Five triplets (anchor · true positive · hard negative), success = sim(anchor, pos) > sim(anchor, neg):
| Anchor | True positive | Hard negative | Pass? |
|---|---|---|---|
| BRCA1 pathogenic variant breast cancer risk | BRCA2 mutation hereditary cancer | BRCA1 protein DNA damage repair pathway | ✓ |
| Patient persistent low mood and hopelessness | Depressive symptoms anhedonia and fatigue | Patient persistently elevated cortisol | ✓ |
| HbA1c 8.5% poor glycaemic control | Glycated haemoglobin above target in diabetic patient | HbA1c 8.5% test performed at 08:00 fasting | ✓ |
| DNA methylation silences tumour suppressor genes | Epigenetic silencing via promoter hypermethylation | DNA methylation patterns change with ageing | ✓ |
| Anxiety disorder GAD-7 score 15 severe | Generalised anxiety PHQ score indicates severe symptoms | Anxiety about upcoming surgery normal response | ✓ |
5/5 triplets answered correctly by the fine-tuned OV-BF16 model. This demonstrates the model's ability to distinguish same-entity different-event descriptions — critical for isomorphism detection in clinical event graphs.

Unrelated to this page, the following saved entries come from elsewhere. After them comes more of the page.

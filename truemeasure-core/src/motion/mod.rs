//! Motion Ingest, Stability Classification and Prediction
//!
//! ## Overview
//!
//! The motion subsystem turns the raw device-motion feed into the context
//! the compensation pipeline needs:
//!
//! 1. **Ingest** ([`sample`], [`history`]): raw attitude, rotation-rate,
//!    acceleration, gravity and magnetic-field readings are normalized
//!    into immutable [`MotionSample`]s and appended to a bounded rolling
//!    [`MotionHistory`].
//! 2. **Classification** ([`stability`]): a scalar motion magnitude is
//!    computed per sample and classified against configurable thresholds
//!    into a [`MotionStatus`].
//! 3. **Prediction** ([`predictor`]): a short-horizon velocity estimate is
//!    extrapolated from the recent history, with confidence that decays
//!    with horizon length. The prediction is advisory and consumed only by
//!    the compensation pipeline's predictive stage.
//!
//! ## Concurrency Model
//!
//! The history has a single writer (the ingest path) and many readers
//! (concurrent compensation calls). Samples are `Copy` and the buffer
//! clones into a snapshot for any read that spans multiple samples, so a
//! long-running compensation call never observes a partially written
//! sample or a buffer mutating under it.

pub mod sample;
pub mod history;
pub mod stability;
pub mod predictor;

pub use sample::MotionSample;
pub use history::{MotionHistory, DEFAULT_HISTORY_CAPACITY};
pub use stability::{MotionStatus, StabilityClassifier};
pub use predictor::{MotionPredictor, PredictedMotion};
#[cfg(test)]
mod tests {
    use super::*;
    use crate::accuracy::AccuracyClass;

    fn engine() -> PrecisionEngine {
        let mut engine = PrecisionEngine::new(PrecisionConfig::default());
        engine.start();
        engine
    }

    fn feed_stable(engine: &mut PrecisionEngine, from: Timestamp, until: Timestamp) {
        let mut t = from;
        while t <= until {
            engine.ingest(MotionSample::at_rest(t));
            t += 50;
        }
    }

    #[test]
    fn stopped_engine_refuses_measurements() {
        let mut engine = PrecisionEngine::new(PrecisionConfig::default());

        let raw = RawMeasurement::new(2.0, 1.5, Vec3::ZERO, 1000, MeasurementKind::Distance);
        assert!(matches!(
            engine.compensate(raw),
            Err(MeasurementError::NotRunning)
        ));
    }

    #[test]
    fn ingest_while_stopped_is_ignored() {
        let mut engine = PrecisionEngine::new(PrecisionConfig::default());

        let status = engine.ingest(MotionSample::at_rest(1000));
        assert_eq!(status, MotionStatus::Unknown);

        engine.start();
        assert_eq!(engine.motion_status(), MotionStatus::Unknown);
    }

    #[test]
    fn non_finite_measurement_is_a_hard_error() {
        let mut engine = engine();

        let raw = RawMeasurement::new(
            f32::NAN,
            1.5,
            Vec3::ZERO,
            1000,
            MeasurementKind::Distance,
        );
        assert!(matches!(
            engine.compensate(raw),
            Err(MeasurementError::InvalidValue)
        ));
    }

    #[test]
    fn empty_history_falls_back_to_at_rest() {
        let mut engine = engine();

        let raw = RawMeasurement::new(2.0, 1.5, Vec3::ZERO, 1000, MeasurementKind::Distance);
        let result = engine.compensate(raw).unwrap();

        // Fallback frame carries no motion, so the value is untouched,
        // but confidence is capped
        assert!((result.value() - 2.0).abs() < 1e-6);
        assert!(result.compensated.confidence.as_float() <= GAP_FALLBACK_CONFIDENCE + 0.01);
    }

    #[test]
    fn stable_device_yields_high_confidence() {
        let mut engine = engine();
        feed_stable(&mut engine, 0, 1000);

        assert_eq!(engine.motion_status(), MotionStatus::Stable);

        let raw = RawMeasurement::new(2.0, 1.5, Vec3::ZERO, 1000, MeasurementKind::Distance);
        let result = engine.compensate(raw).unwrap();

        assert!((result.value() - 2.0).abs() < 1e-4);
        assert!(result.compensated.confidence.as_float() >= 0.95);
        assert!(result.is_valid());
    }

    #[test]
    fn measure_distance_runs_end_to_end() {
        let mut engine = engine();
        feed_stable(&mut engine, 0, 1000);

        let result = engine
            .measure_distance(
                Vec3::ZERO,
                Vec3::new(2.0, 0.0, 0.0),
                1.5,
                1000,
            )
            .unwrap();

        assert!((result.value() - 2.0).abs() < 1e-3);
        assert_eq!(result.raw.kind, MeasurementKind::Distance);
        assert!(result.is_valid());
        assert!(result.assessment.meets_requirement);
    }

    #[test]
    fn measure_angle_reports_degrees() {
        let mut engine = engine();
        feed_stable(&mut engine, 0, 1000);

        let result = engine
            .measure_angle(
                Vec3::ZERO,
                Vec3::new(1.0, 0.0, 0.0),
                Vec3::new(0.0, 1.0, 0.0),
                1.0,
                1000,
            )
            .unwrap();

        assert!((result.value() - 90.0).abs() < 0.1);
        assert_eq!(result.raw.kind, MeasurementKind::Angle);
    }

    #[test]
    fn degenerate_geometry_propagates() {
        let mut engine = engine();
        feed_stable(&mut engine, 0, 1000);

        let result = engine.measure_area(&[Vec3::ZERO, Vec3::new(1.0, 0.0, 0.0)], 1.0, 1000);
        assert!(matches!(
            result,
            Err(MeasurementError::InsufficientPoints { .. })
        ));
    }

    #[test]
    fn metrics_accumulate() {
        let mut engine = engine();
        feed_stable(&mut engine, 0, 1000);

        for i in 0..3 {
            let raw = RawMeasurement::new(
                2.0,
                1.5,
                Vec3::ZERO,
                1000 + i,
                MeasurementKind::Distance,
            );
            engine.compensate(raw).unwrap();
        }

        assert_eq!(engine.metrics().compensation_count(), 3);
        assert_eq!(engine.metrics().validation_count(), 3);
        assert!(engine.metrics().pass_rate().unwrap() > 0.99);
    }

    #[test]
    fn calibration_lifecycle_through_engine() {
        let mut engine = engine();
        feed_stable(&mut engine, 0, 1000);

        assert!(engine.needs_recalibration(1000));
        let record = engine.perform_calibration(1000);
        assert_eq!(record.target, AccuracyClass::Millimeter);
        assert!(!engine.needs_recalibration(1000));
        assert_eq!(engine.calibration_state(1000), CalibrationState::Calibrated);
    }

    #[test]
    fn start_clears_session_state() {
        let mut engine = engine();
        feed_stable(&mut engine, 0, 1000);
        engine
            .compensate(RawMeasurement::new(
                2.0,
                1.5,
                Vec3::ZERO,
                1000,
                MeasurementKind::Distance,
            ))
            .unwrap();

        engine.start();

        assert_eq!(engine.motion_status(), MotionStatus::Unknown);
        assert_eq!(engine.metrics().compensation_count(), 0);
    }
}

1.3 BIOSSES-Style Semantic Similarity (Spearman ρ)
Rank correlation between model-predicted cosine similarity and human-annotated semantic similarity on 15 biomedical sentence pairs (10 related, 5 unrelated/cross-domain), modelled after the BIOSSES benchmark.
| Model | Spearman ρ | p-value |
|---|---|---|
| PubMedBERT Pass1 | 0.775 | 0.00069 |
| PubMedBERT BODHI | 0.773 | 0.00072 |
| BioBERT Fine-Tuned | 0.771 | 0.00076 |
| Three-model Ensemble | 0.779 | 0.00063 |
All models are statistically significant (p < 0.001). The three-model ensemble row is reported as a comparison point — its +0.006 ρ advantage on this semantic benchmark does not carry over to the causal-similarity metrics that drive the production stack (see §2.1). These correlations are consistent with published BIOSSES results for BERT-base-scale biomedical encoders.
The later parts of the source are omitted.